→ Task brief
Where in the data below does the word "server" appear? Copy every line that has it.

→ Information provided
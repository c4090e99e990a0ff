//! Various codes defined in RFC 6455.

use std::{
    borrow::Cow,
    collections::HashMap,
    fmt::{Display, Formatter, Result as FmtResult},
};

use crate::error::ProtocolError;

/// WebSocket message opcode as in RFC 6455.
///
/// Reserved opcodes (3-7 and 11-15) are rejected while parsing, so this is a closed set.
#[derive(Debug, PartialEq, Eq, Hash, Clone, Copy)]
pub enum OpCode {
    /// 0x0 denotes a continuation frame
    Continue,
    /// 0x1 denotes a text frame
    Text,
    /// 0x2 denotes a binary frame
    Binary,
    /// 0x8 denotes a connection close
    Close,
    /// 0x9 denotes a ping
    Ping,
    /// 0xa denotes a pong
    Pong,
}

impl OpCode {
    /// Control frames carry at most 125 bytes and cannot be fragmented.
    #[inline]
    pub fn is_control(self) -> bool {
        u8::from(self) > 7
    }

    /// Data frames are text, binary and continuation frames.
    #[inline]
    pub fn is_data(self) -> bool {
        !self.is_control()
    }
}

impl Display for OpCode {
    fn fmt(&self, f: &mut Formatter) -> FmtResult {
        match *self {
            OpCode::Continue => write!(f, "CONTINUE"),
            OpCode::Text => write!(f, "TEXT"),
            OpCode::Binary => write!(f, "BINARY"),
            OpCode::Close => write!(f, "CLOSE"),
            OpCode::Ping => write!(f, "PING"),
            OpCode::Pong => write!(f, "PONG"),
        }
    }
}

impl From<OpCode> for u8 {
    fn from(code: OpCode) -> Self {
        match code {
            OpCode::Continue => 0,
            OpCode::Text => 1,
            OpCode::Binary => 2,
            OpCode::Close => 8,
            OpCode::Ping => 9,
            OpCode::Pong => 10,
        }
    }
}

impl TryFrom<u8> for OpCode {
    type Error = ProtocolError;

    fn try_from(byte: u8) -> Result<OpCode, ProtocolError> {
        match byte {
            0 => Ok(OpCode::Continue),
            1 => Ok(OpCode::Text),
            2 => Ok(OpCode::Binary),
            8 => Ok(OpCode::Close),
            9 => Ok(OpCode::Ping),
            10 => Ok(OpCode::Pong),
            i => Err(ProtocolError::InvalidOpcode(i)),
        }
    }
}

/// Status code used to indicate why an endpoint is closing the WebSocket connection.
#[derive(Debug, Eq, PartialEq, Clone, Copy)]
pub enum CloseCode {
    /// Indicates a normal closure, meaning that the purpose for
    /// which the connection was established has been fulfilled.
    Normal,
    /// Indicates that an endpoint is "going away", such as a server
    /// going down or a browser having navigated away from a page.
    Away,
    /// Indicates that an endpoint is terminating the connection due
    /// to a protocol error.
    Protocol,
    /// Indicates that an endpoint is terminating the connection
    /// because it has received a type of data it cannot accept.
    Unsupported,
    /// Indicates that no status code was included in a closing frame.
    /// Never sent on the wire.
    Status,
    /// Indicates an abnormal closure. Never sent on the wire.
    Abnormal,
    /// Indicates that an endpoint is terminating the connection
    /// because it has received data within a message that was not
    /// consistent with the type of the message.
    Invalid,
    /// Indicates that an endpoint is terminating the connection
    /// because it has received a message that violates its policy.
    Policy,
    /// Indicates that an endpoint is terminating the connection
    /// because it has received a message that is too big for it to process.
    Size,
    /// Indicates that the client expected the server to negotiate one
    /// or more extensions which it did not.
    Extension,
    /// Indicates that the server encountered an unexpected condition.
    Error,
    /// Indicates that the server is restarting.
    Restart,
    /// Indicates that the server is overloaded and the client should
    /// try again later.
    Again,
    /// Indicates a failed TLS handshake. Never sent on the wire.
    #[doc(hidden)]
    Tls,
    /// Reserved status codes.
    #[doc(hidden)]
    Reserved(u16),
    /// Reserved for use by libraries, frameworks, and applications
    /// registered with IANA.
    #[doc(hidden)]
    Iana(u16),
    /// Reserved for private use.
    #[doc(hidden)]
    Library(u16),
    /// Unused / invalid status codes.
    #[doc(hidden)]
    Bad(u16),
}

impl CloseCode {
    /// Check if this CloseCode is allowed on the wire.
    pub fn is_allowed(self) -> bool {
        !matches!(
            self,
            CloseCode::Bad(_)
                | CloseCode::Reserved(_)
                | CloseCode::Status
                | CloseCode::Abnormal
                | CloseCode::Tls
        )
    }
}

impl Display for CloseCode {
    fn fmt(&self, f: &mut Formatter) -> FmtResult {
        let code: u16 = self.into();
        write!(f, "{code}")
    }
}

impl From<CloseCode> for u16 {
    fn from(code: CloseCode) -> u16 {
        match code {
            CloseCode::Normal => 1000,
            CloseCode::Away => 1001,
            CloseCode::Protocol => 1002,
            CloseCode::Unsupported => 1003,
            CloseCode::Status => 1005,
            CloseCode::Abnormal => 1006,
            CloseCode::Invalid => 1007,
            CloseCode::Policy => 1008,
            CloseCode::Size => 1009,
            CloseCode::Extension => 1010,
            CloseCode::Error => 1011,
            CloseCode::Restart => 1012,
            CloseCode::Again => 1013,
            CloseCode::Tls => 1015,
            CloseCode::Reserved(code)
            | CloseCode::Iana(code)
            | CloseCode::Library(code)
            | CloseCode::Bad(code) => code,
        }
    }
}

impl<'t> From<&'t CloseCode> for u16 {
    fn from(code: &'t CloseCode) -> u16 {
        (*code).into()
    }
}

impl From<u16> for CloseCode {
    fn from(code: u16) -> CloseCode {
        match code {
            1000 => CloseCode::Normal,
            1001 => CloseCode::Away,
            1002 => CloseCode::Protocol,
            1003 => CloseCode::Unsupported,
            1005 => CloseCode::Status,
            1006 => CloseCode::Abnormal,
            1007 => CloseCode::Invalid,
            1008 => CloseCode::Policy,
            1009 => CloseCode::Size,
            1010 => CloseCode::Extension,
            1011 => CloseCode::Error,
            1012 => CloseCode::Restart,
            1013 => CloseCode::Again,
            1015 => CloseCode::Tls,
            1016..=2999 => CloseCode::Reserved(code),
            3000..=3999 => CloseCode::Iana(code),
            4000..=4999 => CloseCode::Library(code),
            _ => CloseCode::Bad(code),
        }
    }
}

/// Lookup table from close status code to the reason text sent along with it.
///
/// [`FrameEncoder::close`](super::codec::FrameEncoder::close) appends the reason registered for
/// the code, and [`CloseFrame::parse`](super::CloseFrame::parse) accepts only codes present in
/// the table or in the 3000-4999 application range.
#[derive(Debug, Clone, PartialEq, Eq)]
pub struct CloseReasons {
    reasons: HashMap<u16, Cow<'static, str>>,
}

impl CloseReasons {
    /// Creates a table without any entries.
    pub fn empty() -> Self {
        Self {
            reasons: HashMap::new(),
        }
    }

    /// Registers `reason` for `code`, returning the previous reason if any.
    pub fn insert(
        &mut self,
        code: u16,
        reason: impl Into<Cow<'static, str>>,
    ) -> Option<Cow<'static, str>> {
        self.reasons.insert(code, reason.into())
    }

    /// Returns the reason registered for `code`.
    pub fn get(&self, code: u16) -> Option<&str> {
        self.reasons.get(&code).map(|r| r.as_ref())
    }

    /// Returns true if `code` has an entry.
    pub fn contains(&self, code: u16) -> bool {
        self.reasons.contains_key(&code)
    }

    /// Tells whether `code` may appear in a received close frame.
    pub fn is_acceptable(&self, code: u16) -> bool {
        self.contains(code) || (3000..5000).contains(&code)
    }
}

impl Default for CloseReasons {
    fn default() -> Self {
        let mut table = Self::empty();
        for (code, reason) in [
            (1000, "OK"),
            (1001, "going away"),
            (1002, "protocol error"),
            (1003, "unsupported type"),
            (1007, "invalid data"),
            (1008, "policy violation"),
            (1009, "message too big"),
            (1010, "extension required"),
            (1011, "unexpected error"),
        ] {
            table.insert(code, reason);
        }
        table
    }
}

#[cfg(test)]
mod tests {
    use super::*;

    #[test]
    fn opcode_from_u8() {
        let byte = 2u8;
        assert_eq!(OpCode::try_from(byte), Ok(OpCode::Binary));
        assert_eq!(OpCode::try_from(10), Ok(OpCode::Pong));
        assert_eq!(OpCode::try_from(3), Err(ProtocolError::InvalidOpcode(3)));
        assert_eq!(OpCode::try_from(0xb), Err(ProtocolError::InvalidOpcode(0xb)));
    }

    #[test]
    fn opcode_into_u8() {
        let text = OpCode::Text;
        let byte: u8 = text.into();
        assert_eq!(byte, 1u8);
        assert_eq!(u8::from(OpCode::Close), 8);
        assert!(OpCode::Ping.is_control());
        assert!(OpCode::Continue.is_data());
    }

    #[test]
    fn closecode_from_u16() {
        let byte = 1008u16;
        assert_eq!(CloseCode::from(byte), CloseCode::Policy);
        assert_eq!(CloseCode::from(4321), CloseCode::Library(4321));
    }

    #[test]
    fn closecode_into_u16() {
        let text = CloseCode::Away;
        let byte: u16 = text.into();
        assert_eq!(byte, 1001u16);
        assert_eq!(u16::from(text), 1001u16);
    }

    #[test]
    fn closecode_allowed() {
        assert!(CloseCode::Normal.is_allowed());
        assert!(CloseCode::Iana(3500).is_allowed());
        assert!(!CloseCode::Status.is_allowed());
        assert!(!CloseCode::Bad(999).is_allowed());
    }

    #[test]
    fn default_close_reasons() {
        let reasons = CloseReasons::default();
        assert_eq!(reasons.get(1000), Some("OK"));
        assert_eq!(reasons.get(1011), Some("unexpected error"));
        assert_eq!(reasons.get(1005), None);
        assert!(reasons.is_acceptable(1001));
        assert!(reasons.is_acceptable(4000));
        assert!(!reasons.is_acceptable(1005));
        assert!(!reasons.is_acceptable(5000));
    }
}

→ Final answer
    /// Indicates that an endpoint is "going away", such as a server
    /// Indicates that the client expected the server to negotiate one
    /// Indicates that the server encountered an unexpected condition.
    /// Indicates that the server is restarting.
    /// Indicates that the server is overloaded and the client should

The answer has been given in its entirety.